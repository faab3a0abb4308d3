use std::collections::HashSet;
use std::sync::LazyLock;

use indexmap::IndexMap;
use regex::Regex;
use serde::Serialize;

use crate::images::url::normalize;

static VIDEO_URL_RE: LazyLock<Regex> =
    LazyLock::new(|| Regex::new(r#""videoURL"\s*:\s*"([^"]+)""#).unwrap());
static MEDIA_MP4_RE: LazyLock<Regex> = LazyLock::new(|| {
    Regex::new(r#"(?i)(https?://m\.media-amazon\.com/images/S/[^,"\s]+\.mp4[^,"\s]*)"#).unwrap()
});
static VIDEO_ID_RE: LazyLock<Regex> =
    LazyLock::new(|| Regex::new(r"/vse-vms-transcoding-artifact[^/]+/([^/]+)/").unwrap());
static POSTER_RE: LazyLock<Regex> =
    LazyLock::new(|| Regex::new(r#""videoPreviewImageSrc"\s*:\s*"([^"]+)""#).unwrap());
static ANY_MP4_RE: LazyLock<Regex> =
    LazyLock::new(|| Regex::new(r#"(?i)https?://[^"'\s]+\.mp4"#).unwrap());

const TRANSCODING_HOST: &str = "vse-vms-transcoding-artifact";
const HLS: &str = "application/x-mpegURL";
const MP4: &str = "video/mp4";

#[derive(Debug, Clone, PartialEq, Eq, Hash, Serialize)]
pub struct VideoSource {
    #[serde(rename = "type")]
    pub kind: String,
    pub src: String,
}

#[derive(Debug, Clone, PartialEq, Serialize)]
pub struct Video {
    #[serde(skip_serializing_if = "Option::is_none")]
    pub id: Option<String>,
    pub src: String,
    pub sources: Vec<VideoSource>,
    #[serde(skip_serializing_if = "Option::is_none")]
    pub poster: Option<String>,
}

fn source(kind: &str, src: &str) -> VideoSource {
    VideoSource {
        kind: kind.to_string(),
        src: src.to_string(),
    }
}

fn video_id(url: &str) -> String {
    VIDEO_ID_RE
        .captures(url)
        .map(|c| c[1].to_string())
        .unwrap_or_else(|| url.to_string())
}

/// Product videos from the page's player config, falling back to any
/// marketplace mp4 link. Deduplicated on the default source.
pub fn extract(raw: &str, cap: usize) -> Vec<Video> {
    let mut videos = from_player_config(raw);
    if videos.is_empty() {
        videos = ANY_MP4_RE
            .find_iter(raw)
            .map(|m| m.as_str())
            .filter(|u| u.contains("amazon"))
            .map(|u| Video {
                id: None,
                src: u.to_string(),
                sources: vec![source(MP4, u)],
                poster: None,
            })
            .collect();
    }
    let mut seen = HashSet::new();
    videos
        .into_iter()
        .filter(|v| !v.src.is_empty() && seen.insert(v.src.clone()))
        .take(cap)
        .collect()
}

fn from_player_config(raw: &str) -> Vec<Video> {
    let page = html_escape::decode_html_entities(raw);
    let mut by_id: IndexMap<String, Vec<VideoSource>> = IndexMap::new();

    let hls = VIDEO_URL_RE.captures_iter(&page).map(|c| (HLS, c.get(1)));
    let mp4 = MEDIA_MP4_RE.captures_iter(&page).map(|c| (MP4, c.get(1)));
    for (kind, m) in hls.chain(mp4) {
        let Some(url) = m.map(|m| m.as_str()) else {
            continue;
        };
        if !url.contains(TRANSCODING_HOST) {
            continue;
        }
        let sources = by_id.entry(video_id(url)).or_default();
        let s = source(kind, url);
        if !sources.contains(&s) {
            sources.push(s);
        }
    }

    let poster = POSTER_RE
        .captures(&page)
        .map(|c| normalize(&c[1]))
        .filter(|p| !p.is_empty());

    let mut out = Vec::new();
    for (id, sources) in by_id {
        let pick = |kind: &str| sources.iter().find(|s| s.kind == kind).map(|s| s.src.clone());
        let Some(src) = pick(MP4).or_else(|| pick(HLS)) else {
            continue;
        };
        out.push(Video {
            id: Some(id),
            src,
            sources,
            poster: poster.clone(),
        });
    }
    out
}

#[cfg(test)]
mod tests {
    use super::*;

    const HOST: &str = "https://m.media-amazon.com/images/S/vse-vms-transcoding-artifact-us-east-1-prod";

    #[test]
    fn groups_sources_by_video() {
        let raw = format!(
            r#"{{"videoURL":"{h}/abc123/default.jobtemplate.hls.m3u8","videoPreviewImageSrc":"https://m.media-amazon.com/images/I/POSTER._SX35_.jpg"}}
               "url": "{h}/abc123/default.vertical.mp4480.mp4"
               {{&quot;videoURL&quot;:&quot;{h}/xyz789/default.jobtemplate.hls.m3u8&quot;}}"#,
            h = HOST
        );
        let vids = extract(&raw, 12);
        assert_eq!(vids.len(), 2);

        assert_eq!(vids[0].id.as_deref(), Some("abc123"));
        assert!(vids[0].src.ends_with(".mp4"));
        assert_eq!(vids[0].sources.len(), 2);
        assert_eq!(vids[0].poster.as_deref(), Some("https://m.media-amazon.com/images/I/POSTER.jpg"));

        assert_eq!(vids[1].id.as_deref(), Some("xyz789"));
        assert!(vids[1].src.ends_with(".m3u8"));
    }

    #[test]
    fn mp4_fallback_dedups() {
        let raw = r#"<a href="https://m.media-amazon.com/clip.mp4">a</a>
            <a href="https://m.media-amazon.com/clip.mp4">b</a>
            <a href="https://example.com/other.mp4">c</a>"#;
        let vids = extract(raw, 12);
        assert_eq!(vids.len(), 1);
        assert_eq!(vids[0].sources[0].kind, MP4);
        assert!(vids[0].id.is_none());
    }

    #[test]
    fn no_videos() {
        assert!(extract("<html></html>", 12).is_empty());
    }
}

---

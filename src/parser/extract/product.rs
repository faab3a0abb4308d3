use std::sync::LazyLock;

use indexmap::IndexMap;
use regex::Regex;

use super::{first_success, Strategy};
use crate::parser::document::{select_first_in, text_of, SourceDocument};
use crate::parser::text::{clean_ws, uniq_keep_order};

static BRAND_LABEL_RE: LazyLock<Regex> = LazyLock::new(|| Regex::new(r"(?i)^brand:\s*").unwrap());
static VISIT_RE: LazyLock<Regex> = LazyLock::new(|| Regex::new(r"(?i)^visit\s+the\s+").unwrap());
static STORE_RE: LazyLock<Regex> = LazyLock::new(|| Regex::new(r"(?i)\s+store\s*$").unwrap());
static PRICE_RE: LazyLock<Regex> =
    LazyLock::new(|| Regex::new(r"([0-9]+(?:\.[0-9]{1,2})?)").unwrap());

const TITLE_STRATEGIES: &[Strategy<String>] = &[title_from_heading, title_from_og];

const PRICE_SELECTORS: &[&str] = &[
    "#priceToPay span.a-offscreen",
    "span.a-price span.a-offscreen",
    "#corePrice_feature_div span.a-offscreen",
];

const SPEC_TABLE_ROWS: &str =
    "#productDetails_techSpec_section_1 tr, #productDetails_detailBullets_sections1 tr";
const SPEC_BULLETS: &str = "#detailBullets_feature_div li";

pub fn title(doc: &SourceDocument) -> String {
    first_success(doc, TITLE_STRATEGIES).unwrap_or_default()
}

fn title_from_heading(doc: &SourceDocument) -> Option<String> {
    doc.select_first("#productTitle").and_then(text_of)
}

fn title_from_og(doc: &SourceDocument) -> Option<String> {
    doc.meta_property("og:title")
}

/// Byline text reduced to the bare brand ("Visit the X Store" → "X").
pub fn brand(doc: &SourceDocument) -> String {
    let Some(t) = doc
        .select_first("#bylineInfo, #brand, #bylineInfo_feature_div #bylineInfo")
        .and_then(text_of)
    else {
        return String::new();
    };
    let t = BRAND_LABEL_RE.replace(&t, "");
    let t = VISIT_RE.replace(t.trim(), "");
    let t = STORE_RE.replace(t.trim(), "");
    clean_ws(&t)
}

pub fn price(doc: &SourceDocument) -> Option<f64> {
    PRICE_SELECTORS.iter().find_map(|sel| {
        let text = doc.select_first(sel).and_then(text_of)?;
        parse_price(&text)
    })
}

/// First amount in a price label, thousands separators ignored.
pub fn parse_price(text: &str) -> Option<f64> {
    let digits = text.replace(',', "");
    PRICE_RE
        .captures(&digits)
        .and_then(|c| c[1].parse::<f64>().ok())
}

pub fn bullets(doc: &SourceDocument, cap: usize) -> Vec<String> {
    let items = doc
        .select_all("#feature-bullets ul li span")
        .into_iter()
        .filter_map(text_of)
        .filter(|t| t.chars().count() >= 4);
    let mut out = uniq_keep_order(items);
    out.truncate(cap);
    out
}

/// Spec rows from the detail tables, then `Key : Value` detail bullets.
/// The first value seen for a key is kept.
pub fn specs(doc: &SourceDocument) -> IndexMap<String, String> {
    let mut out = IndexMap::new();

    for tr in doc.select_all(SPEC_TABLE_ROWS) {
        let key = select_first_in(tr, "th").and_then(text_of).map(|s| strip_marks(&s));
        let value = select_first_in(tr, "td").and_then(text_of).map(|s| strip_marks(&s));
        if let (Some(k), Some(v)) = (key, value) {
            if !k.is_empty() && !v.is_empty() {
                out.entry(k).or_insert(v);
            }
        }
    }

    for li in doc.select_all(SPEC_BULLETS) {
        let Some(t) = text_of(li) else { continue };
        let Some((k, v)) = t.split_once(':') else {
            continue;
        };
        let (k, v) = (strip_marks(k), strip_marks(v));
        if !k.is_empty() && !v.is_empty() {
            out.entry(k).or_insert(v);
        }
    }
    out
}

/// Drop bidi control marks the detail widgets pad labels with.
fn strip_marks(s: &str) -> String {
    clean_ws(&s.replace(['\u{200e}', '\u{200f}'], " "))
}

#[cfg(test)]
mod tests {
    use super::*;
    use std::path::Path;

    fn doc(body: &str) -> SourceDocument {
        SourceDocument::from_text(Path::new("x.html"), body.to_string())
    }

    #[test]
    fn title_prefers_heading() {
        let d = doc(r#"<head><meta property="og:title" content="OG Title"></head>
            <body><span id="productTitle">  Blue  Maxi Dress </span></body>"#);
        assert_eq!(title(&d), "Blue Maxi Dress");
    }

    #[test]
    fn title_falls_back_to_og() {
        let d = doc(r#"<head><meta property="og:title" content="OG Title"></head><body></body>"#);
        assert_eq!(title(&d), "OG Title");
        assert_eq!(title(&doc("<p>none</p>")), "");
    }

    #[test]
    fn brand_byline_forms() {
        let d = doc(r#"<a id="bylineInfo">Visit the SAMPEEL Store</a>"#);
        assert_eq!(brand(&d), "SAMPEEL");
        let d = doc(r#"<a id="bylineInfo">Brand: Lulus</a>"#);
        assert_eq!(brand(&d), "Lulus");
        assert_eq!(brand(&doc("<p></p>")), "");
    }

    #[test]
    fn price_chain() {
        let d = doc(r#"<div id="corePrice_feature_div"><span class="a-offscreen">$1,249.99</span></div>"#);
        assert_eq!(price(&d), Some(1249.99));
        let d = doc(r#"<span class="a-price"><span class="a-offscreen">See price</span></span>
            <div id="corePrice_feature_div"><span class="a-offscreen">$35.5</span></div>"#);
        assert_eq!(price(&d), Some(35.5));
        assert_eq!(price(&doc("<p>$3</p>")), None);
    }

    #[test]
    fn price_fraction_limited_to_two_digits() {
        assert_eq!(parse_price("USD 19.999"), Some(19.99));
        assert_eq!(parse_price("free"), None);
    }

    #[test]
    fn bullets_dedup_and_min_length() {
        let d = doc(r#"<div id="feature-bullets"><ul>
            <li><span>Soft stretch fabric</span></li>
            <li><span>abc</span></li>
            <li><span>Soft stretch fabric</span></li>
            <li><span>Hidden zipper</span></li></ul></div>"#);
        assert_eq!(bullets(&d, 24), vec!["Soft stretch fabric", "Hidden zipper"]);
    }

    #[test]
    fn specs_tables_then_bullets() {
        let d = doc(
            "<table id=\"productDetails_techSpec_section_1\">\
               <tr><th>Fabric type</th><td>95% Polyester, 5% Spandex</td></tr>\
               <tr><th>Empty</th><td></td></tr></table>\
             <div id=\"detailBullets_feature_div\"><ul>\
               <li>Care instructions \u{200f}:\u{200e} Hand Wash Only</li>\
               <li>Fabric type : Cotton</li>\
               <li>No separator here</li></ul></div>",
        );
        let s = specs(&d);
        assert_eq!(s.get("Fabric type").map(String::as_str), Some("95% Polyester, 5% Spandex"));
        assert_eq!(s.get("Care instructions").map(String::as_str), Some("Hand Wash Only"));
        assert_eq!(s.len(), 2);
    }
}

### Work instructions
Reproduce exactly the entries above, limited to the lines from the one with "let mut videos = from_player_config(raw);" through the one with "let mp4 = MEDIA_MP4_RE.captures_iter(&page).map(|c|", both included.

### Reply
    let mut videos = from_player_config(raw);
    if videos.is_empty() {
        videos = ANY_MP4_RE
            .find_iter(raw)
            .map(|m| m.as_str())
            .filter(|u| u.contains("amazon"))
            .map(|u| Video {
                id: None,
                src: u.to_string(),
                sources: vec![source(MP4, u)],
                poster: None,
            })
            .collect();
    }
    let mut seen = HashSet::new();
    videos
        .into_iter()
        .filter(|v| !v.src.is_empty() && seen.insert(v.src.clone()))
        .take(cap)
        .collect()
}

fn from_player_config(raw: &str) -> Vec<Video> {
    let page = html_escape::decode_html_entities(raw);
    let mut by_id: IndexMap<String, Vec<VideoSource>> = IndexMap::new();

    let hls = VIDEO_URL_RE.captures_iter(&page).map(|c| (HLS, c.get(1)));
    let mp4 = MEDIA_MP4_RE.captures_iter(&page).map(|c| (MP4, c.get(1)));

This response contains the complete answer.